Milk is an opaque white liquid produced by the mammary glands of mammals. It provides the primary source of nutrition for young mammals before they are able to digest other types of food. The early lactation milk is known as colostrum, and carries the mother's antibodies to the baby. It can reduce the risk of many diseases in the baby. The exact components of raw milk varies by species, but it contains significant amounts of saturated fat, protein and calcium as well as vitamin C. Cow's milk has a pH ranging from 6.4 to 6.8, making it slightly acidic.
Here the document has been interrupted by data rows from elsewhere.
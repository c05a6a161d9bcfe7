// Allow panic!/unwrap/expect in test code
#![cfg_attr(test, allow(clippy::panic))]
#![cfg_attr(test, allow(clippy::unwrap_used))]
#![cfg_attr(test, allow(clippy::expect_used))]

//! Cortex daemon: lifecycle, socket server and wire protocol

pub mod lifecycle;
pub mod protocol;
pub mod server;
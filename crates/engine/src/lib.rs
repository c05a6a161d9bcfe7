// Allow panic!/unwrap/expect in test code
#![cfg_attr(test, allow(clippy::panic))]
#![cfg_attr(test, allow(clippy::unwrap_used))]
#![cfg_attr(test, allow(clippy::expect_used))]

//! Cortex correlation engine: node facade, flush scheduler and executor

mod error;
mod executor;
mod node;
mod runtime;
mod scheduler;

pub use error::{ExecuteError, NodeError};
pub use executor::Executor;
pub use node::Node;
pub use runtime::{Runtime, RuntimeConfig, RuntimeDeps};
pub use scheduler::FlushScheduler;
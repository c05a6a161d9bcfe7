// SPDX-License-Identifier: BUSL-1.1
// Copyright (c) 2026 Alfred Jean LLC

//! Binary snapshot codec
//!
//! A snapshot is a sequence of frames: a one-byte type tag, a big-endian
//! `u32` payload length, then a MessagePack payload. Rules, scripts and
//! execution records are written in key order. Buckets are not part of a
//! snapshot.

use cortex_core::{ExecutionRecord, Rule, Script};
use serde::de::DeserializeOwned;
use serde::Serialize;
use std::collections::HashMap;
use std::io::{self, Cursor, Read, Write};
use thiserror::Error;

/// Largest payload a single frame may carry, in either direction
pub const MAX_FRAME_SIZE: usize = 16 * 1024 * 1024;

#[derive(Debug, Error)]
pub enum SnapshotError {
    #[error("IO error: {0}")]
    Io(#[from] io::Error),
    #[error("failed to encode {kind}: {source}")]
    Encode {
        kind: &'static str,
        source: rmp_serde::encode::Error,
    },
    #[error("malformed snapshot: {0}")]
    Malformed(String),
}

#[derive(Debug, Clone, Copy, PartialEq, Eq)]
#[repr(u8)]
pub enum FrameType {
    Rule = 0,
    Script = 1,
    Record = 2,
}

impl FrameType {
    fn from_tag(tag: u8) -> Option<Self> {
        match tag {
            0 => Some(FrameType::Rule),
            1 => Some(FrameType::Script),
            2 => Some(FrameType::Record),
            _ => None,
        }
    }
}

/// Point-in-time copy of the snapshotted tables
#[derive(Debug, Clone, Default)]
pub struct SnapshotSource {
    pub rules: HashMap<String, Rule>,
    pub scripts: HashMap<String, Script>,
    pub records: HashMap<String, ExecutionRecord>,
}

impl SnapshotSource {
    pub fn write_to<W: Write>(&self, w: &mut W) -> Result<(), SnapshotError> {
        write_frames(w, FrameType::Rule, "rule", &self.rules)?;
        write_frames(w, FrameType::Script, "script", &self.scripts)?;
        write_frames(w, FrameType::Record, "record", &self.records)?;
        w.flush()?;
        Ok(())
    }

    pub fn to_bytes(&self) -> Result<Vec<u8>, SnapshotError> {
        let mut buf = Vec::new();
        self.write_to(&mut buf)?;
        Ok(buf)
    }

    /// Decode a snapshot stream. Rules are re-validated.
    pub fn read_from<R: Read + ?Sized>(r: &mut R) -> Result<Self, SnapshotError> {
        let mut source = SnapshotSource::default();
        while let Some(tag) = read_tag(r)? {
            let frame = FrameType::from_tag(tag)
                .ok_or_else(|| SnapshotError::Malformed(format!("unknown type tag {}", tag)))?;
            let payload = read_payload(r)?;
            match frame {
                FrameType::Rule => {
                    let mut rule: Rule = decode(&payload, "rule")?;
                    rule.validate().map_err(|e| {
                        SnapshotError::Malformed(format!("rule {}: {}", rule.id, e))
                    })?;
                    source.rules.insert(rule.id.clone(), rule);
                }
                FrameType::Script => {
                    let script: Script = decode(&payload, "script")?;
                    source.scripts.insert(script.id.clone(), script);
                }
                FrameType::Record => {
                    let record: ExecutionRecord = decode(&payload, "record")?;
                    source.records.insert(record.id.clone(), record);
                }
            }
        }
        Ok(source)
    }
}

fn write_frames<W: Write, T: Serialize>(
    w: &mut W,
    frame: FrameType,
    kind: &'static str,
    values: &HashMap<String, T>,
) -> Result<(), SnapshotError> {
    let mut keys: Vec<&String> = values.keys().collect();
    keys.sort();
    for key in keys {
        let payload = rmp_serde::to_vec_named(&values[key])
            .map_err(|source| SnapshotError::Encode { kind, source })?;
        if payload.len() > MAX_FRAME_SIZE {
            return Err(io::Error::new(
                io::ErrorKind::InvalidInput,
                format!("{} {} is {} bytes, over the frame limit", kind, key, payload.len()),
            )
            .into());
        }
        w.write_all(&[frame as u8])?;
        w.write_all(&(payload.len() as u32).to_be_bytes())?;
        w.write_all(&payload)?;
    }
    Ok(())
}

/// Next tag byte, or `None` at a clean end of stream
fn read_tag<R: Read + ?Sized>(r: &mut R) -> Result<Option<u8>, SnapshotError> {
    let mut tag = [0u8; 1];
    loop {
        match r.read(&mut tag) {
            Ok(0) => return Ok(None),
            Ok(_) => return Ok(Some(tag[0])),
            Err(e) if e.kind() == io::ErrorKind::Interrupted => continue,
            Err(e) => return Err(e.into()),
        }
    }
}

fn read_payload<R: Read + ?Sized>(r: &mut R) -> Result<Vec<u8>, SnapshotError> {
    let mut len = [0u8; 4];
    read_exact(r, &mut len)?;
    let len = u32::from_be_bytes(len) as usize;
    if len > MAX_FRAME_SIZE {
        return Err(SnapshotError::Malformed(format!(
            "frame of {} bytes exceeds {}",
            len, MAX_FRAME_SIZE
        )));
    }
    // Sized by the bytes present, not the declared length
    let mut payload = Vec::new();
    Read::take(&mut *r, len as u64).read_to_end(&mut payload)?;
    if payload.len() < len {
        return Err(SnapshotError::Malformed("truncated frame".to_string()));
    }
    Ok(payload)
}

fn read_exact<R: Read + ?Sized>(r: &mut R, buf: &mut [u8]) -> Result<(), SnapshotError> {
    r.read_exact(buf).map_err(|e| match e.kind() {
        io::ErrorKind::UnexpectedEof => SnapshotError::Malformed("truncated frame".to_string()),
        _ => SnapshotError::Io(e),
    })
}

fn decode<T: DeserializeOwned>(payload: &[u8], kind: &str) -> Result<T, SnapshotError> {
    let mut cursor = Cursor::new(payload);
    let value = rmp_serde::from_read(&mut cursor)
        .map_err(|e| SnapshotError::Malformed(format!("{}: {}", kind, e)))?;
    let consumed = cursor.position();
    if consumed != payload.len() as u64 {
        return Err(SnapshotError::Malformed(format!(
            "{}: {} trailing bytes",
            kind,
            payload.len() as u64 - consumed
        )));
    }
    Ok(value)
}

#[cfg(test)]
#[path = "snapshot_tests.rs"]
mod tests;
Human breast milk is the perfect food for infants, provided it comes from a healthy, well-nourished mother and the infant is full-term. Breastmilk contains important antibodies, white blood cells, and nutrients. In communities where hygiene is poor, breast-fed babies have fewer infections than formula-fed babies. In the past, infants who could not be breast-fed were given cow’s milk that was partially “humanized” with the addition of water and a small amount of sugar or wheat flour. However, this was far from an ideal substitute for breast milk, being lower in iron and containing undenatured proteins that could produce allergic reactions with bleeding into the gut and, in some cases, eczema.
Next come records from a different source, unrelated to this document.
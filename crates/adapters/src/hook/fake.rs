// SPDX-License-Identifier: BUSL-1.1
// Copyright (c) 2026 Alfred Jean LLC

//! Fake hook sender for testing
#![cfg_attr(coverage_nightly, coverage(off))]

use super::{is_delivered, HookError, HookSender};
use async_trait::async_trait;
use std::collections::HashMap;
use std::sync::{Arc, Mutex};

/// Recorded hook post
#[derive(Debug, Clone)]
pub struct HookCall {
    pub url: String,
    pub payload: serde_json::Value,
    pub max_retries: u32,
}

#[derive(Default)]
struct FakeHookState {
    statuses: HashMap<String, u16>,
    calls: Vec<HookCall>,
}

/// Fake sender answering with a preset status per URL (default 200)
#[derive(Clone, Default)]
pub struct FakeHookSender {
    inner: Arc<Mutex<FakeHookState>>,
}

impl FakeHookSender {
    pub fn new() -> Self {
        Self::default()
    }

    pub fn set_status(&self, url: &str, status: u16) {
        self.inner
            .lock()
            .unwrap_or_else(|e| e.into_inner())
            .statuses
            .insert(url.to_string(), status);
    }

    pub fn calls(&self) -> Vec<HookCall> {
        self.inner
            .lock()
            .unwrap_or_else(|e| e.into_inner())
            .calls
            .clone()
    }
}

#[async_trait]
impl HookSender for FakeHookSender {
    async fn post(
        &self,
        url: &str,
        payload: &serde_json::Value,
        max_retries: u32,
    ) -> Result<u16, HookError> {
        let mut state = self.inner.lock().unwrap_or_else(|e| e.into_inner());
        state.calls.push(HookCall {
            url: url.to_string(),
            payload: payload.clone(),
            max_retries,
        });
        let status = state.statuses.get(url).copied().unwrap_or(200);
        if is_delivered(status) {
            Ok(status)
        } else {
            Err(HookError::Status {
                url: url.to_string(),
                status,
                attempts: max_retries.max(1),
            })
        }
    }
}
// SPDX-License-Identifier: BUSL-1.1
// Copyright (c) 2026 Alfred Jean LLC

use serde::{Deserialize, Serialize};

/// A user transform, referenced from rules by ID
#[derive(Debug, Clone, PartialEq, Eq, Serialize, Deserialize)]
pub struct Script {
    pub id: String,
    /// Source text as supplied by the user
    pub data: Vec<u8>,
}

impl Script {
    pub fn new(id: impl Into<String>, data: impl Into<Vec<u8>>) -> Self {
        Self {
            id: id.into(),
            data: data.into(),
        }
    }

    pub fn source(&self) -> std::borrow::Cow<'_, str> {
        String::from_utf8_lossy(&self.data)
    }
}
// SPDX-License-Identifier: BUSL-1.1
// Copyright (c) 2026 Alfred Jean LLC

//! Wildcard event-type patterns
//!
//! A pattern is a dot-delimited list of segments where each segment is either
//! `*` or a literal run without `.`. Every `*` (including one embedded in a
//! literal run such as `node*`) matches one or more characters and may span
//! segment boundaries, so `acme*` matches `acme.prod.search` but not `acme`.

use regex::Regex;
use serde::{Deserialize, Deserializer, Serialize, Serializer};
use std::fmt;
use std::sync::LazyLock;
use thiserror::Error;

static GRAMMAR: LazyLock<Result<Regex, regex::Error>> =
    LazyLock::new(|| Regex::new(r"^((\*|[^.]+)\.)*(\*|[^.]+)$"));

/// Errors from pattern compilation
#[derive(Debug, Clone, PartialEq, Eq, Error)]
pub enum PatternError {
    #[error("invalid pattern {pattern:?}: must be dot-separated segments of `*` or literal text")]
    Malformed { pattern: String },
    #[error("invalid pattern {pattern:?}: {message}")]
    Regex { pattern: String, message: String },
}

/// A compiled, anchored event-type pattern
#[derive(Clone)]
pub struct Pattern {
    source: String,
    regex: Regex,
}

impl Pattern {
    /// Validate and compile a rule pattern
    pub fn compile(pattern: &str) -> Result<Self, PatternError> {
        let grammar = GRAMMAR.as_ref().map_err(|e| PatternError::Regex {
            pattern: pattern.to_string(),
            message: e.to_string(),
        })?;
        if !grammar.is_match(pattern) {
            return Err(PatternError::Malformed {
                pattern: pattern.to_string(),
            });
        }

        let body = pattern
            .split('*')
            .map(regex::escape)
            .collect::<Vec<_>>()
            .join("([^*]+)");

        let regex = Regex::new(&format!("^{}$", body)).map_err(|e| PatternError::Regex {
            pattern: pattern.to_string(),
            message: e.to_string(),
        })?;

        Ok(Self {
            source: pattern.to_string(),
            regex,
        })
    }

    /// Check whether an event type matches this pattern
    pub fn matches(&self, event_type: &str) -> bool {
        self.regex.is_match(event_type)
    }

    /// The pattern as written in the rule
    pub fn as_str(&self) -> &str {
        &self.source
    }

    /// The anchored regular expression the pattern compiled to
    pub fn regex_str(&self) -> &str {
        self.regex.as_str()
    }
}

impl PartialEq for Pattern {
    fn eq(&self, other: &Self) -> bool {
        self.source == other.source
    }
}

impl Eq for Pattern {}

impl fmt::Debug for Pattern {
    fn fmt(&self, f: &mut fmt::Formatter<'_>) -> fmt::Result {
        f.debug_tuple("Pattern").field(&self.source).finish()
    }
}

impl fmt::Display for Pattern {
    fn fmt(&self, f: &mut fmt::Formatter<'_>) -> fmt::Result {
        f.write_str(&self.source)
    }
}

impl Serialize for Pattern {
    fn serialize<S: Serializer>(&self, serializer: S) -> Result<S::Ok, S::Error> {
        serializer.serialize_str(&self.source)
    }
}

impl<'de> Deserialize<'de> for Pattern {
    fn deserialize<D: Deserializer<'de>>(deserializer: D) -> Result<Self, D::Error> {
        let source = String::deserialize(deserializer)?;
        Pattern::compile(&source).map_err(serde::de::Error::custom)
    }
}

#[cfg(test)]
#[path = "pattern_tests.rs"]
mod tests;
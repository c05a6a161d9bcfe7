// SPDX-License-Identifier: BUSL-1.1
// Copyright (c) 2026 Alfred Jean LLC

//! Replicated commands
//!
//! Every mutation of correlation state is expressed as a [`Command`]. The
//! log totally orders commands and each replica applies them in that order.
//! Anything time-dependent is stamped into the command by the submitter, so
//! applying a command never reads a local clock.

use crate::event::Event;
use crate::record::ExecutionRecord;
use crate::rule::Rule;
use crate::script::Script;
use chrono::{DateTime, Utc};
use serde::{Deserialize, Serialize};

#[derive(Debug, Clone, PartialEq, Serialize, Deserialize)]
#[serde(tag = "op", rename_all = "snake_case")]
pub enum Command {
    /// `at` is the leader's clock when the event was accepted
    Stash {
        rule_id: String,
        event: Event,
        at: DateTime<Utc>,
    },
    AddRule { rule: Rule },
    UpdateRule { rule: Rule },
    RemoveRule { rule_id: String },
    FlushBucket { rule_id: String },
    AddScript { script: Script },
    UpdateScript { script: Script },
    RemoveScript { script_id: String },
    AddRecord { record: Box<ExecutionRecord> },
    RemoveRecord { record_id: String },
}

impl Command {
    /// Short operation name for logging
    pub fn name(&self) -> &'static str {
        match self {
            Command::Stash { .. } => "stash",
            Command::AddRule { .. } => "add_rule",
            Command::UpdateRule { .. } => "update_rule",
            Command::RemoveRule { .. } => "remove_rule",
            Command::FlushBucket { .. } => "flush_bucket",
            Command::AddScript { .. } => "add_script",
            Command::UpdateScript { .. } => "update_script",
            Command::RemoveScript { .. } => "remove_script",
            Command::AddRecord { .. } => "add_record",
            Command::RemoveRecord { .. } => "remove_record",
        }
    }

    /// Encode as a log entry
    pub fn encode(&self) -> Result<String, serde_json::Error> {
        serde_json::to_string(self)
    }

    /// Decode a log entry produced by [`Command::encode`]
    pub fn decode(entry: &str) -> Result<Self, serde_json::Error> {
        serde_json::from_str(entry)
    }
}

#[cfg(test)]
#[path = "command_tests.rs"]
mod tests;
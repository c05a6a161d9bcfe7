// SPDX-License-Identifier: BUSL-1.1
// Copyright (c) 2026 Alfred Jean LLC

//! Script engines that transform flushed buckets

mod template;

pub use template::TemplateScriptEngine;

// Test support - only compiled for tests or when explicitly requested
#[cfg(any(test, feature = "test-support"))]
mod fake;
#[cfg(any(test, feature = "test-support"))]
pub use fake::{FakeScriptEngine, ScriptCall};

use async_trait::async_trait;
use cortex_core::Script;

/// Result of running a script
#[derive(Debug, Clone, PartialEq)]
pub enum ScriptOutcome {
    /// The script produced a value
    Value(serde_json::Value),
    /// The script produced nothing
    Nil,
    /// The script raised an error
    Exception(String),
}

impl ScriptOutcome {
    /// The produced value, if any
    pub fn into_value(self) -> Option<serde_json::Value> {
        match self {
            ScriptOutcome::Value(v) => Some(v),
            ScriptOutcome::Nil | ScriptOutcome::Exception(_) => None,
        }
    }
}

/// Executes user scripts against a bucket's JSON form
#[async_trait]
pub trait ScriptEngine: Clone + Send + Sync + 'static {
    async fn execute(&self, script: &Script, input: &serde_json::Value) -> ScriptOutcome;
}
Lactose, the characteristic sugar of milk, is a disaccharide made of the monosaccharides glucose and galactose. Some adults can break down the lactose of large quantities of milk into galactose and glucose, but others have an inherited lactose intolerance as a result of the lactase enzyme no longer being secreted into the gut after the age of weaning. As a result, unabsorbed lactose is fermented by bacteria and produces bloating and gas. People who have little lactase in their bodies can still consume large amounts of milk if it has been allowed to go sour, if lactobacilli have split most of the lactose into lactic acid (as in yogurt), or if the lactose has been treated with commercially available lactase. People originating in northern Europe usually retain full intestinal lactase activity into adult life.
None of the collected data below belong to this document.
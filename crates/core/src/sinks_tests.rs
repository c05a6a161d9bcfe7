// SPDX-License-Identifier: BUSL-1.1
// Copyright (c) 2026 Alfred Jean LLC

use super::*;
use serde_json::json;

fn icinga() -> IcingaAlert {
    IcingaAlert {
        host_alias: "hostname-alias".to_string(),
        host_address: "1.2.3.4".to_string(),
        service_state: "CRITICAL".to_string(),
        service_output: "connection refused".to_string(),
        service_display_name: "servicename-26378".to_string(),
        service_description: "servicename-26378".to_string(),
        host_display_name: "hostname".to_string(),
        notification_type: "PROBLEM".to_string(),
        ..IcingaAlert::default()
    }
}

#[test]
fn icinga_event_type_and_data() {
    let now = Utc::now();
    let event = Alert::Icinga(icinga()).into_event("ev-1", now);

    assert_eq!(
        event.event_type,
        "icinga.servicename-26378.hostname.connection refused"
    );
    assert_eq!(event.source, "icinga");
    assert_eq!(event.event_id, "ev-1");
    assert_eq!(event.event_time, Some(now));
    assert_eq!(event.content_type, "application/json");
    assert_eq!(event.data["host_address"], "1.2.3.4");
}

#[test]
fn site247_parses_wire_names() {
    let alert: Site247Alert = serde_json::from_value(json!({
        "MONITORNAME": "cart",
        "MONITOR_GROUPNAME": "checkout",
        "STATUS": "DOWN",
        "MONITOR_ID": 42,
        "INCIDENT_REASON": "timeout"
    }))
    .unwrap();

    assert_eq!(alert.monitor_id, 42);
    assert_eq!(alert.incident_reason, "timeout");

    let event = Alert::Site247(alert).into_event("ev-2", Utc::now());
    assert_eq!(event.event_type, "site247.checkout.cart.DOWN");
    assert_eq!(event.data["MONITORNAME"], "cart");
}

#[test]
fn azure_uses_resource_id() {
    let alert: AzureAlert = serde_json::from_value(json!({
        "schemaId": "Microsoft.Insights/activityLogs",
        "data": {
            "activated": "Activated",
            "context": {
                "activityLog": {
                    "resourceId": "vm-1",
                    "properties": { "type": "Incident", "title": "degraded" }
                }
            }
        }
    }))
    .unwrap();

    assert_eq!(alert.data.context.activity.properties.kind, "Incident");
    let event = Alert::Azure(alert).into_event("ev-3", Utc::now());
    assert_eq!(event.event_type, "azure.vm-1");
    assert_eq!(event.source, "azure");
}

#[test]
fn redelivered_alert_is_same_occurrence() {
    let a = Alert::Icinga(icinga()).into_event("ev-1", Utc::now());
    let b = Alert::Icinga(icinga()).into_event("ev-2", Utc::now());

    assert!(a.is_same_occurrence(&b));
}

#[test]
fn alert_envelope_is_tagged() {
    let alert: Alert = serde_json::from_value(json!({
        "sink": "icinga",
        "alert": { "host_display_name": "h", "service_display_name": "s", "service_output": "o" }
    }))
    .unwrap();

    assert_eq!(alert.event_type(), "icinga.s.h.o");
}
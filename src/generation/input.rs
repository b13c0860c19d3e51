//! Model input assembly: one [`ModelInput`] per table, carrying its policies
//! and resolved relations.

use crate::relation::{build_relation_map, table_map, Relation, RelationMap, TableMap};
use crate::resource::{Policies, Policy, Table};
use crate::types::TableKey;

/// Everything the model generator needs for one table.
#[derive(Debug, Clone, PartialEq, Eq)]
pub struct ModelInput {
    pub table: Table,
    pub policies: Vec<Policy>,
    pub relations: Vec<Relation>,
}

impl ModelInput {
    pub fn key(&self) -> TableKey {
        self.table.key()
    }
}

/// Tables + policies -> model inputs, relations inferred along the way.
pub fn build_model_inputs(tables: &[Table], policies: &Policies) -> Vec<ModelInput> {
    let tables = table_map(tables);
    let relations = build_relation_map(&tables);
    assemble_model_inputs(&tables, &relations, policies)
}

/// Iterates the table map, not the relation map, so tables without
/// relations still get an input. Output follows table key order.
pub fn assemble_model_inputs(
    tables: &TableMap,
    relations: &RelationMap,
    policies: &Policies,
) -> Vec<ModelInput> {
    tables
        .iter()
        .map(|(key, table)| ModelInput {
            table: table.clone(),
            policies: policies.filter_by_table(&table.name),
            relations: relations.get(key).cloned().unwrap_or_default(),
        })
        .collect()
}
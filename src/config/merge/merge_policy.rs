//! Merge rules: defaults first, later sources override earlier ones.

use config::builder::DefaultState;
use config::{Config, ConfigBuilder, ConfigError};

/// Builder with every defaulted key set. `project_name` falls back to the
/// project directory name.
pub fn builder_with_defaults(
    project_name: &str,
) -> Result<ConfigBuilder<DefaultState>, ConfigError> {
    Config::builder()
        .set_default("project_name", project_name)?
        .set_default("state.path", ".schemaforge/import_state.json")?
        .set_default("generation.decision_buffer", 64)?
        .set_default("generation.output_dir", "internal")
}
Cow’s milk is good food for human adults, but the cream (i.e., the fat) contains 52 percent saturated fatty acids as compared with only 3 percent polyunsaturated fat. This fat is either drunk with the milk or eaten in butter or cream. Because milk fat is regarded as undesirable by people who want to reduce their energy intake or cholesterol level, the dairy industry has developed low-fat cow’s milk (with 2 percent fat instead of the almost 4 percent of whole milk), very low-fat skim milk, and skim milk with extra nonfat milk solids (lactose, protein, and calcium) that give more body to the milk. Buttermilk, originally the watery residue of butter making, is now made from either low-fat or skim milk that has been inoculated with nonpathogenic bacteria.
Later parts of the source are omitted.